Whatever you call it, in the spiritual life, the subconscious is an absolute gold mine for transformation. It is in the subconscious where we can discover the beliefs, fears, and dreams that guide our actions to create our lives. And when we discover what those beliefs, fears, and dreams are, we can then decide if we want to continue to buy into them or to let them go.
One of my earliest experiences with releasing something in my subconscious came when my son was 3 years old and still not sleeping through the night. I was attending a class on spirituality and felt uncomfortable the entire night.
I knew there was something just below the surface that needed my attention, but I could not figure out what it was. My classmates and the class facilitators did their best to support me, but it just wouldn’t come.
I left the class and got into my car, but before I could turn the key, I knew what it was that was lurking beneath the surface that I no longer wanted in my life—fear. It was an old fear from childhood about what was in the dark, and I knew I needed to be free of it.
I went back into the classroom, where the facilitators and a few of my classmates were, and I told them it was fear that was lurking beneath the surface and that I didn’t want to take it home with me.
They sprung into action—putting me in the middle of a prayer circle, speaking truth and somehow helping me release the fear. I felt so transformed that when I got home, I took a shower as a kind of baptism, a ritual cleansing of what had been and no longer was.
That night my son and I both slept through the night, which had literally never happened since he had been born.
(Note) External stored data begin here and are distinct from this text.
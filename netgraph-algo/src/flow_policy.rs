//! §4.5 Flow Policy: named presets binding a path algorithm, edge-selection policy,
//! flow-placement strategy, and multi-flow ("LSP-like") fan-out together, so the
//! Demand Manager can place a demand by policy name instead of wiring the path and
//! capacity engines by hand each time.

use crate::capacity::{place_flow_on_graph, remove_flow_from_graph, FlowPlacement, PlacementOutcome};
use crate::consts::TOLERANCE;
use crate::error::AlgoResult;
use crate::path::select::EdgeSelection;
use crate::path::spf::spf;
use crate::path::{k_shortest_paths, KspConfig};
use indexmap::IndexSet;
use netgraph_core::{FlowIndex, WorkingGraph};
use serde::{Deserialize, Serialize};

/// The five built-in presets from §4.5's policy table.
#[derive(Debug, Clone, Copy, PartialEq, Eq, Serialize, Deserialize)]
pub enum FlowPolicy {
    /// Shortest paths, equal split across every tied lowest-cost edge.
    ShortestPathsEcmp,
    /// Shortest paths, split weighted by residual capacity rather than equally.
    ShortestPathsWcmp,
    /// Traffic engineering: unlimited unequal-cost multipath, one flow per distinct
    /// path found, no cap on path count.
    TeUcmpUnlim,
    /// Traffic engineering: equal-cost multipath fan-out capped at 256 LSPs.
    TeEcmpUpTo256Lsp,
    /// Traffic engineering: equal-cost multipath fan-out capped at 16 LSPs.
    TeEcmp16Lsp,
}

/// Resolved parameters for a [`FlowPolicy`] (§4.5 table), computed once per policy
/// rather than matched on every call.
#[derive(Debug, Clone)]
pub struct FlowPolicyConfig {
    pub selection: EdgeSelection,
    pub placement: FlowPlacement,
    pub max_flow_count: usize,
    /// `true` picks one shortest path per flow via SPF/KSP; `false` reserved for
    /// future non-shortest-path policies (none currently defined).
    pub use_shortest_paths: bool,
}

impl FlowPolicy {
    pub fn config(self) -> FlowPolicyConfig {
        match self {
            FlowPolicy::ShortestPathsEcmp => FlowPolicyConfig {
                selection: EdgeSelection::AllMinCost,
                placement: FlowPlacement::EqualBalanced,
                max_flow_count: 1,
                use_shortest_paths: true,
            },
            FlowPolicy::ShortestPathsWcmp => FlowPolicyConfig {
                selection: EdgeSelection::AllMinCost,
                placement: FlowPlacement::Proportional,
                max_flow_count: 1,
                use_shortest_paths: true,
            },
            FlowPolicy::TeUcmpUnlim => FlowPolicyConfig {
                selection: EdgeSelection::AllMinCostWithCapRemaining,
                placement: FlowPlacement::Proportional,
                max_flow_count: usize::MAX,
                use_shortest_paths: true,
            },
            FlowPolicy::TeEcmpUpTo256Lsp => FlowPolicyConfig {
                selection: EdgeSelection::AllMinCostWithCapRemaining,
                placement: FlowPlacement::EqualBalanced,
                max_flow_count: 256,
                use_shortest_paths: true,
            },
            FlowPolicy::TeEcmp16Lsp => FlowPolicyConfig {
                selection: EdgeSelection::AllMinCostWithCapRemaining,
                placement: FlowPlacement::EqualBalanced,
                max_flow_count: 16,
                use_shortest_paths: true,
            },
        }
    }
}

/// One flow actually placed by [`place_demand`]: its identity and the volume it
/// carries, so the caller can later `rebalance_demand`/`remove_demand` precisely.
#[derive(Debug, Clone)]
pub struct PlacedFlow {
    pub index: FlowIndex,
    pub volume: f64,
    /// Cost of the path bundle this flow was placed on, for cost-distribution
    /// reporting upstream (demand placement, max-flow summaries).
    pub cost: f64,
}

/// Places up to `volume` of traffic from `src` to `dst` under `policy`, splitting
/// across as many distinct shortest-path bundles as the policy's `max_flow_count`
/// allows. Returns the flows actually placed (possibly less than `volume` if the
/// network can't carry it) and the total volume placed.
pub fn place_demand(
    graph: &mut WorkingGraph,
    src: &str,
    dst: &str,
    volume: f64,
    flow_class: i64,
    policy: FlowPolicy,
) -> AlgoResult<(Vec<PlacedFlow>, f64)> {
    let config = policy.config();
    let mut placed_flows = Vec::new();
    let mut remaining = volume;
    let mut next_id: u64 = 0;

    let bundles = if config.max_flow_count == 1 {
        let tree = spf(graph, src, Some(dst), &config.selection, false, &IndexSet::new(), &IndexSet::new())?;
        tree.bundle_to(dst).into_iter().collect::<Vec<_>>()
    } else {
        let ksp_config = KspConfig {
            max_k: config.max_flow_count,
            max_path_cost: None,
            max_path_cost_factor: None,
        };
        k_shortest_paths(graph, src, dst, &config.selection, &ksp_config)?
    };

    if bundles.is_empty() {
        return Ok((placed_flows, 0.0));
    }

    let share = remaining / bundles.len() as f64;
    for bundle in &bundles {
        if remaining <= TOLERANCE {
            break;
        }
        let amount = share.min(remaining);
        let index = FlowIndex::new(src, dst, flow_class, next_id);
        next_id += 1;
        let outcome: PlacementOutcome = place_flow_on_graph(graph, bundle, amount, index.clone(), config.placement)?;
        if outcome.placed > TOLERANCE {
            remaining -= outcome.placed;
            placed_flows.push(PlacedFlow {
                index,
                volume: outcome.placed,
                cost: bundle.cost,
            });
        }
    }

    let total_placed = volume - remaining;
    Ok((placed_flows, total_placed))
}

/// Removes every flow in `flows` from `graph`, then re-places the same aggregate
/// volume under `policy` — used when topology or exclusions change mid-scenario.
pub fn rebalance_demand(
    graph: &mut WorkingGraph,
    src: &str,
    dst: &str,
    flow_class: i64,
    flows: &[PlacedFlow],
    policy: FlowPolicy,
) -> AlgoResult<(Vec<PlacedFlow>, f64)> {
    let total_volume: f64 = flows.iter().map(|f| f.volume).sum();
    for flow in flows {
        remove_flow_from_graph(graph, Some(&flow.index));
    }
    place_demand(graph, src, dst, total_volume, flow_class, policy)
}

/// Removes every flow in `flows` from `graph` without re-placing anything.
pub fn remove_demand(graph: &mut WorkingGraph, flows: &[PlacedFlow]) {
    for flow in flows {
        remove_flow_from_graph(graph, Some(&flow.index));
    }
}

#[cfg(test)]
mod tests {
    use super::*;
    use netgraph_core::{build_working_graph, ExclusionMask, Link, Network, Node, WorkingGraphOptions};

    fn parallel_network() -> WorkingGraph {
        let mut net = Network::new();
        for name in ["A", "B"] {
            net.add_node(Node::new(name)).unwrap();
        }
        net.add_link(Link::new("e1", "A", "B", 5.0)).unwrap();
        net.add_link(Link::new("e2", "A", "B", 5.0)).unwrap();
        build_working_graph(&net, &ExclusionMask::new(), WorkingGraphOptions::default()).unwrap()
    }

    #[test]
    fn shortest_paths_ecmp_splits_across_tied_edges() {
        let mut graph = parallel_network();
        let (flows, placed) = place_demand(&mut graph, "A", "B", 8.0, 0, FlowPolicy::ShortestPathsEcmp).unwrap();
        assert!((placed - 8.0).abs() < 1e-6);
        assert_eq!(flows.len(), 1);
    }

    #[test]
    fn te_ecmp_16_lsp_caps_fanout() {
        let config = FlowPolicy::TeEcmp16Lsp.config();
        assert_eq!(config.max_flow_count, 16);
    }

    #[test]
    fn remove_demand_clears_placed_flows() {
        let mut graph = parallel_network();
        let (flows, _) = place_demand(&mut graph, "A", "B", 8.0, 0, FlowPolicy::ShortestPathsWcmp).unwrap();
        remove_demand(&mut graph, &flows);
        assert!(graph.edge("e1").unwrap().placed_flow().abs() < 1e-9);
        assert!(graph.edge("e2").unwrap().placed_flow().abs() < 1e-9);
    }

    #[test]
    fn unreachable_demand_places_nothing() {
        let mut net = Network::new();
        net.add_node(Node::new("A")).unwrap();
        net.add_node(Node::new("B")).unwrap();
        let mut graph = build_working_graph(&net, &ExclusionMask::new(), WorkingGraphOptions::default()).unwrap();
        let (flows, placed) = place_demand(&mut graph, "A", "B", 5.0, 0, FlowPolicy::ShortestPathsEcmp).unwrap();
        assert!(flows.is_empty());
        assert_eq!(placed, 0.0);
    }
}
He slept through the next night as well, and after the third night of uninterrupted rest, my husband asked, “What do you think has happened?”
Even though it didn’t seem possible to me at the time, I knew that because I had released my fear of the terrors of the dark, my son had been freed as well.
Since then, I have consciously chosen to explore my subconscious and as a result have discovered and released the fears that kept me from acting on my deepest desires, the reasons I stayed in relationships that were no longer good for me, and the teachings and beliefs that made me think less of myself than I deserved.
Discovering what is in your subconscious can be deep spiritual work and requires willingness and compassionate self-awareness.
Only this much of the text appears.